BEVERLY HILLS, CA / ACCESSWIRE / November 19, 2020 / GT Biopharma, Inc. (OTCQB:GTBP)(GTBP.PA) an immuno-oncology company focused on innovative therapies based on the Company's proprietary NK cell engager (TriKE™) technology is pleased to announce Dr. Greg Berk, M.D. has joined the Company's Board of Directors.

Dr. Greg Berk is an Independent Director of the Company. Dr. Berk is a senior oncology drug development consultant. Dr. Berk previously served as Chief Medical Officer at Verastem. Dr. Berk was President, Chief Medical Officer, and Board Member of Sideris Pharmaceuticals. From May 2012 until January 2014, Dr. Berk was Chief Medical Officer of BIND Therapeutics. Previously, Dr. Berk was Chief Medical Officer at Intellikine, a privately held biotechnology company focused on the discovery and development of novel PI3 Kinase and mTOR inhibitors. Intellikine was acquired by Takeda/Millennium in January 2012. Dr. Berk was previously Senior Vice President of Global Clinical Development at Abraxis BioScience, where he was responsible for the company's overall clinical strategy, including efforts to expand the indications for their lead clinical program (Abraxane®), as well as oversee the clinical development of their entire pipeline. Dr. Berk also served on the integration leadership team during the Celgene (Trading: CLEG) acquisition of Abraxis in 2010. Dr. Berk obtained his medical degree from Case Western Reserve University, and completed his internship, residency, and fellowship in internal medicine, hematology, and medical oncology, at the Weill Medical College of Cornell University and New York Presbyterian Hospital, where he also served as a faculty member from 1989-2004. During this time, Dr. Berk served as an investigator on several industry-sponsored and cooperative group oncology clinical trials, including the pivotal trials for Gleevec® and Avastin®. The Board of Directors believes that Dr. Berk's qualifications to sit on the Board include his experience building companies and bringing oncology drugs to the market, his medical credentials and experience in oncology, and his pharmaceuticals industry experience and knowledge.

Mr. Anthony Cataldo, the Chairman and Chief Executive Officer of GT Biopharma commented "we are pleased to welcome Greg to the Company's Board of Directors, and we look forward to working with Greg as we advance TriKE™ in clinical development for the treatment of cancer and other diseases."

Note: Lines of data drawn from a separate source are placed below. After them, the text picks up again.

use std::path::PathBuf;
use thiserror::Error;

use crate::validation::ValidationReport;

/// Broad classes of failure, so callers can tell "your input shape is
/// wrong" apart from "your input values are logically inconsistent".
#[derive(Clone, Copy, Debug, PartialEq, Eq)]
pub enum ErrorCategory {
    /// Conflicting or redundant specification by the caller.
    Configuration,
    /// A required column, attribute or dimension is missing or wrong.
    Structural,
    /// The input has the wrong type or shape for the operation.
    TypeShape,
    /// Reading or writing failed.
    Io,
}

/// The main error type for spatialdata operations.
#[derive(Debug, Error)]
pub enum SpatialDataError {
    #[error("Ambiguous specification: {0}")]
    AmbiguousSpecification(String),

    #[error("The `{0}` argument is not supported for raster data")]
    ReservedArgument(&'static str),

    #[error("Wrong dims {found:?}, expected a permutation of {expected:?}")]
    WrongDims {
        found: Vec<String>,
        expected: Vec<String>,
    },

    #[error("Column `{column}` not found in {element}")]
    MissingColumn {
        element: &'static str,
        column: String,
    },

    #[error("Invalid {element}: {message}")]
    InvalidElement {
        element: &'static str,
        message: String,
    },

    #[error("Invalid multiscale raster: {0}")]
    InvalidMultiscale(String),

    #[error("Invalid region linkage: {0}")]
    RegionLinkage(String),

    #[error("Tables disagree on `instance_key`: found {found:?}")]
    InstanceKeyMismatch { found: Vec<String> },

    #[error("Invalid transformation: {0}")]
    InvalidTransformation(String),

    #[error("An element named `{name}` already exists in `{kind}`")]
    DuplicateName { kind: &'static str, name: String },

    #[error("Unsupported input: {0}")]
    UnsupportedInput(String),

    #[error("Shape mismatch: {0}")]
    ShapeMismatch(String),

    #[error("Incompatible tables: {0}")]
    IncompatibleTables(String),

    #[error("Element names collide in `{kind}`: {names:?}")]
    NameCollision {
        kind: &'static str,
        names: Vec<String>,
    },

    #[error("Element not found in the SpatialData object")]
    ElementNotFound,

    #[error("Element is bound under more than one name: {bindings:?}")]
    AmbiguousElement { bindings: Vec<String> },

    #[error("IO error: {0}")]
    Io(#[from] std::io::Error),

    #[error("Failed to parse SpatialData JSON from {path}: {source}")]
    JsonParse {
        path: PathBuf,
        #[source]
        source: serde_json::Error,
    },

    #[error("Failed to write SpatialData JSON to {path}: {source}")]
    JsonWrite {
        path: PathBuf,
        #[source]
        source: serde_json::Error,
    },

    #[error("Failed to parse GeoJSON from {path}: {source}")]
    GeoJsonParse {
        path: PathBuf,
        #[source]
        source: serde_json::Error,
    },

    #[error("Validation failed with {error_count} error(s) and {warning_count} warning(s)")]
    ValidationFailed {
        error_count: usize,
        warning_count: usize,
        report: ValidationReport,
    },
}

impl SpatialDataError {
    /// Returns the broad class this error belongs to.
    pub fn category(&self) -> ErrorCategory {
        use SpatialDataError::*;
        match self {
            AmbiguousSpecification(_) | ReservedArgument(_) => ErrorCategory::Configuration,
            WrongDims { .. }
            | MissingColumn { .. }
            | InvalidElement { .. }
            | InvalidMultiscale(_)
            | RegionLinkage(_)
            | InstanceKeyMismatch { .. }
            | InvalidTransformation(_)
            | DuplicateName { .. } => ErrorCategory::Structural,
            UnsupportedInput(_)
            | ShapeMismatch(_)
            | IncompatibleTables(_)
            | NameCollision { .. }
            | ElementNotFound
            | AmbiguousElement { .. } => ErrorCategory::TypeShape,
            Io(_)
            | JsonParse { .. }
            | JsonWrite { .. }
            | GeoJsonParse { .. }
            | ValidationFailed { .. } => ErrorCategory::Io,
        }
    }

    pub(crate) fn invalid(element: &'static str, message: impl Into<String>) -> Self {
        SpatialDataError::InvalidElement {
            element,
            message: message.into(),
        }
    }
}

/// A specialized Result type for spatialdata operations.
pub type Result<T> = std::result::Result<T, SpatialDataError>;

About GTB-3550 Trispecific NK cell Engager (TriKE™)
GTB-3550 is the Company's first TriKE™ product candidate being initially developed for the treatment AML. GTB-3550 is a single-chain, tri-specific scFv recombinant fusion protein conjugate composed of the variable regions of the heavy and light chains of anti-CD16 and anti-CD33 antibodies and a modified form of IL-15. The natural killer (NK) cell stimulating cytokine human IL-15 portion of the molecule provides a self-sustaining signal that activates NK cells and enhances their ability to kill. We intend to study GTB-3550 in CD33 positive leukemias such as acute myeloid leukemia (AML), myelodysplastic syndrome (MDS), and other CD33+ hematopoietic malignancies.

About GT Biopharma, Inc.
GT Biopharma, Inc. is a clinical stage biopharmaceutical company focused on the development and commercialization of immuno-oncology therapeutic products based our proprietary Tri-specific Killer Engager (TriKE™) platform. Our TriKE platform is designed to harness and enhance the cancer killing abilities of a patient's immune system natural killer cells (NK cells). GT Biopharma has an exclusive worldwide license agreement with the University of Minnesota to further develop and commercialize cancer therapies using proprietary TriKE™ technologies.

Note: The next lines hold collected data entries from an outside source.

//! N-dimensional array storage for raster elements.
//!
//! [`DenseArray`] is what callers hand in; [`ChunkedArray`] is the
//! normalized storage every parsed raster holds. Chunked arrays share
//! their values behind an `Arc`, so cloning an element never copies
//! pixel data.

use serde::{Deserialize, Serialize};
use std::sync::Arc;

use crate::error::{Result, SpatialDataError};
use crate::transform::Transformations;

/// A dense, row-major array of `f64` values.
#[derive(Clone, Debug, PartialEq, Serialize, Deserialize)]
#[serde(try_from = "RawArray")]
pub struct DenseArray {
    shape: Vec<usize>,
    values: Vec<f64>,
}

#[derive(Deserialize)]
struct RawArray {
    shape: Vec<usize>,
    values: Vec<f64>,
}

impl TryFrom<RawArray> for DenseArray {
    type Error = SpatialDataError;

    fn try_from(raw: RawArray) -> Result<Self> {
        DenseArray::new(raw.shape, raw.values)
    }
}

impl DenseArray {
    /// Creates an array, checking that `values` fills `shape` exactly.
    pub fn new(shape: Vec<usize>, values: Vec<f64>) -> Result<Self> {
        let expected: usize = shape.iter().product();
        if expected != values.len() {
            return Err(SpatialDataError::ShapeMismatch(format!(
                "shape {shape:?} holds {expected} values, got {}",
                values.len()
            )));
        }
        Ok(Self { shape, values })
    }

    pub fn zeros(shape: &[usize]) -> Self {
        Self {
            shape: shape.to_vec(),
            values: vec![0.0; shape.iter().product()],
        }
    }

    /// Builds an array by evaluating `f` at every multi-index.
    pub fn from_fn(shape: &[usize], mut f: impl FnMut(&[usize]) -> f64) -> Self {
        let len: usize = shape.iter().product();
        let values = (0..len).map(|flat| f(&unravel(flat, shape))).collect();
        Self {
            shape: shape.to_vec(),
            values,
        }
    }

    /// Builds a 2D array from rows of equal length.
    pub fn from_rows(rows: &[Vec<f64>]) -> Result<Self> {
        let ncols = rows.first().map_or(0, Vec::len);
        if rows.iter().any(|r| r.len() != ncols) {
            return Err(SpatialDataError::ShapeMismatch(
                "rows have different lengths".into(),
            ));
        }
        Ok(Self {
            shape: vec![rows.len(), ncols],
            values: rows.iter().flatten().copied().collect(),
        })
    }

    pub fn shape(&self) -> &[usize] {
        &self.shape
    }

    pub fn ndim(&self) -> usize {
        self.shape.len()
    }

    pub fn values(&self) -> &[f64] {
        &self.values
    }

    /// Row `i` of a 2D array.
    pub fn row(&self, i: usize) -> &[f64] {
        let ncols = self.shape.get(1).copied().unwrap_or(1);
        &self.values[i * ncols..(i + 1) * ncols]
    }
}

/// Chunked array storage.
///
/// Chunks are a per-dimension block size; they never exceed the
/// dimension (a zero-length dimension keeps a chunk of 1).
#[derive(Clone, Debug, PartialEq, Serialize, Deserialize)]
#[serde(try_from = "RawChunked")]
pub struct ChunkedArray {
    shape: Vec<usize>,
    chunks: Vec<usize>,
    values: Arc<[f64]>,
}

#[derive(Deserialize)]
struct RawChunked {
    shape: Vec<usize>,
    chunks: Vec<usize>,
    values: Vec<f64>,
}

impl TryFrom<RawChunked> for ChunkedArray {
    type Error = SpatialDataError;

    fn try_from(raw: RawChunked) -> Result<Self> {
        ChunkedArray::from_dense(DenseArray::new(raw.shape, raw.values)?, Some(&raw.chunks))
    }
}

impl ChunkedArray {
    /// Wraps a dense array. Without `chunks` the whole array is one chunk.
    pub fn from_dense(dense: DenseArray, chunks: Option<&[usize]>) -> Result<Self> {
        let chunks = normalize_chunks(&dense.shape, chunks)?;
        Ok(Self {
            shape: dense.shape,
            chunks,
            values: dense.values.into(),
        })
    }

    /// Same values, new chunking.
    pub fn rechunk(&self, chunks: &[usize]) -> Result<Self> {
        Ok(Self {
            shape: self.shape.clone(),
            chunks: normalize_chunks(&self.shape, Some(chunks))?,
            values: Arc::clone(&self.values),
        })
    }

    pub fn shape(&self) -> &[usize] {
        &self.shape
    }

    pub fn chunks(&self) -> &[usize] {
        &self.chunks
    }

    pub fn ndim(&self) -> usize {
        self.shape.len()
    }

    pub fn len(&self) -> usize {
        self.values.len()
    }

    pub fn is_empty(&self) -> bool {
        self.values.is_empty()
    }

    pub fn values(&self) -> &[f64] {
        &self.values
    }

    /// Number of chunks the array is split into.
    pub fn n_chunks(&self) -> usize {
        self.shape
            .iter()
            .zip(&self.chunks)
            .map(|(n, c)| n.div_ceil(*c).max(1))
            .product()
    }

    /// Value at a multi-index.
    pub fn get(&self, index: &[usize]) -> Option<f64> {
        if index.len() != self.ndim() || index.iter().zip(&self.shape).any(|(i, n)| i >= n) {
            return None;
        }
        let flat: usize = index
            .iter()
            .zip(strides(&self.shape))
            .map(|(i, s)| i * s)
            .sum();
        self.values.get(flat).copied()
    }

    /// Reorders dimensions: output dimension `k` is input dimension `perm[k]`.
    pub fn transpose(&self, perm: &[usize]) -> Result<Self> {
        let ndim = self.ndim();
        let mut seen = vec![false; ndim];
        for &p in perm {
            if p >= ndim || std::mem::replace(&mut seen[p], true) {
                return Err(SpatialDataError::ShapeMismatch(format!(
                    "{perm:?} is not a permutation of the {ndim} dimensions"
                )));
            }
        }
        if perm.len() != ndim {
            return Err(SpatialDataError::ShapeMismatch(format!(
                "{perm:?} is not a permutation of the {ndim} dimensions"
            )));
        }
        let in_strides = strides(&self.shape);
        let out_shape: Vec<usize> = perm.iter().map(|&p| self.shape[p]).collect();
        let len = self.values.len();
        let values: Vec<f64> = (0..len)
            .map(|flat| {
                let out_idx = unravel(flat, &out_shape);
                let src: usize = out_idx
                    .iter()
                    .zip(perm)
                    .map(|(i, &p)| i * in_strides[p])
                    .sum();
                self.values[src]
            })
            .collect();
        let chunks: Vec<usize> = perm.iter().map(|&p| self.chunks[p]).collect();
        Ok(Self {
            shape: out_shape,
            chunks,
            values: values.into(),
        })
    }

    /// Minimum and maximum value, `None` for an empty array.
    pub fn min_max(&self) -> Option<(f64, f64)> {
        self.values.iter().fold(None, |acc, &v| match acc {
            None => Some((v, v)),
            Some((lo, hi)) => Some((lo.min(v), hi.max(v))),
        })
    }

    pub fn mean(&self) -> Option<f64> {
        if self.values.is_empty() {
            None
        } else {
            Some(self.values.iter().sum::<f64>() / self.values.len() as f64)
        }
    }

    /// Copies the values out into a dense array.
    pub fn to_dense(&self) -> DenseArray {
        DenseArray {
            shape: self.shape.clone(),
            values: self.values.to_vec(),
        }
    }

    /// True if both arrays share the same value buffer.
    pub fn shares_values_with(&self, other: &ChunkedArray) -> bool {
        Arc::ptr_eq(&self.values, &other.values)
    }
}

fn normalize_chunks(shape: &[usize], chunks: Option<&[usize]>) -> Result<Vec<usize>> {
    match chunks {
        None => Ok(shape.iter().map(|n| (*n).max(1)).collect()),
        Some(c) => {
            if c.len() != shape.len() {
                return Err(SpatialDataError::ShapeMismatch(format!(
                    "chunks {c:?} do not match the {} dimensions of the array",
                    shape.len()
                )));
            }
            if c.contains(&0) {
                return Err(SpatialDataError::ShapeMismatch(
                    "chunk sizes must be positive".into(),
                ));
            }
            Ok(c.iter().zip(shape).map(|(c, n)| (*c).min((*n).max(1))).collect())
        }
    }
}

/// Row-major strides of a shape.
pub(crate) fn strides(shape: &[usize]) -> Vec<usize> {
    let mut out = vec![1; shape.len()];
    for i in (0..shape.len().saturating_sub(1)).rev() {
        out[i] = out[i + 1] * shape[i + 1];
    }
    out
}

/// Converts a flat row-major offset into a multi-index.
pub(crate) fn unravel(mut flat: usize, shape: &[usize]) -> Vec<usize> {
    let mut idx = vec![0; shape.len()];
    for i in (0..shape.len()).rev() {
        let n = shape[i].max(1);
        idx[i] = flat % n;
        flat /= n;
    }
    idx
}

/// Storage of a labeled array: raw or already chunked.
#[derive(Clone, Debug, PartialEq, Serialize, Deserialize)]
#[serde(rename_all = "lowercase")]
pub enum ArrayData {
    Dense(DenseArray),
    Chunked(ChunkedArray),
}

impl ArrayData {
    pub fn shape(&self) -> &[usize] {
        match self {
            ArrayData::Dense(a) => a.shape(),
            ArrayData::Chunked(a) => a.shape(),
        }
    }

    pub fn ndim(&self) -> usize {
        self.shape().len()
    }

    /// Normalizes to chunked storage; already-chunked data keeps its chunks.
    pub fn into_chunked(self) -> Result<ChunkedArray> {
        match self {
            ArrayData::Dense(a) => ChunkedArray::from_dense(a, None),
            ArrayData::Chunked(a) => Ok(a),
        }
    }
}

impl From<DenseArray> for ArrayData {
    fn from(a: DenseArray) -> Self {
        ArrayData::Dense(a)
    }
}

impl From<ChunkedArray> for ArrayData {
    fn from(a: ChunkedArray) -> Self {
        ArrayData::Chunked(a)
    }
}

/// An array whose dimensions carry names, possibly with transformation
/// metadata already attached.
#[derive(Clone, Debug, PartialEq)]
pub struct LabeledArray {
    pub dims: Vec<String>,
    pub data: ArrayData,
    pub transformations: Transformations,
}

impl LabeledArray {
    pub fn new(data: impl Into<ArrayData>, dims: &[&str]) -> Self {
        Self {
            dims: dims.iter().map(|d| d.to_string()).collect(),
            data: data.into(),
            transformations: Transformations::new(),
        }
    }

    pub fn with_transformations(mut self, transformations: Transformations) -> Self {
        self.transformations = transformations;
        self
    }
}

Forward-Looking Statements
This press release contains certain forward-looking statements that involve risks, uncertainties and assumptions that are difficult to predict, including statements regarding the potential acquisition, the likelihood of closing the potential transaction, our clinical focus, and our current and proposed trials. Words and expressions reflecting optimism, satisfaction or disappointment with current prospects, as well as words such as "believes", "hopes", "intends", "estimates", "expects", "projects", "plans", "anticipates" and variations thereof, or the use of future tense, identify forward-looking statements, but their absence does not mean that a statement is not forward-looking. Our forward-looking statements are not a guarantee of performance, and actual results could differ materially from those contained in or expressed by such statements. In evaluating all such statements, we urge you to specifically consider the various risk factors identified in our Form 10-K for the fiscal year ended December 31, 2019 in the section titled "Risk Factors" in Part I, Item 1A and in our subsequent Form 10Q Quarterly filings with the Securities and Exchange Commission, any of which could cause actual results to differ materially from those indicated by our forward-looking statements.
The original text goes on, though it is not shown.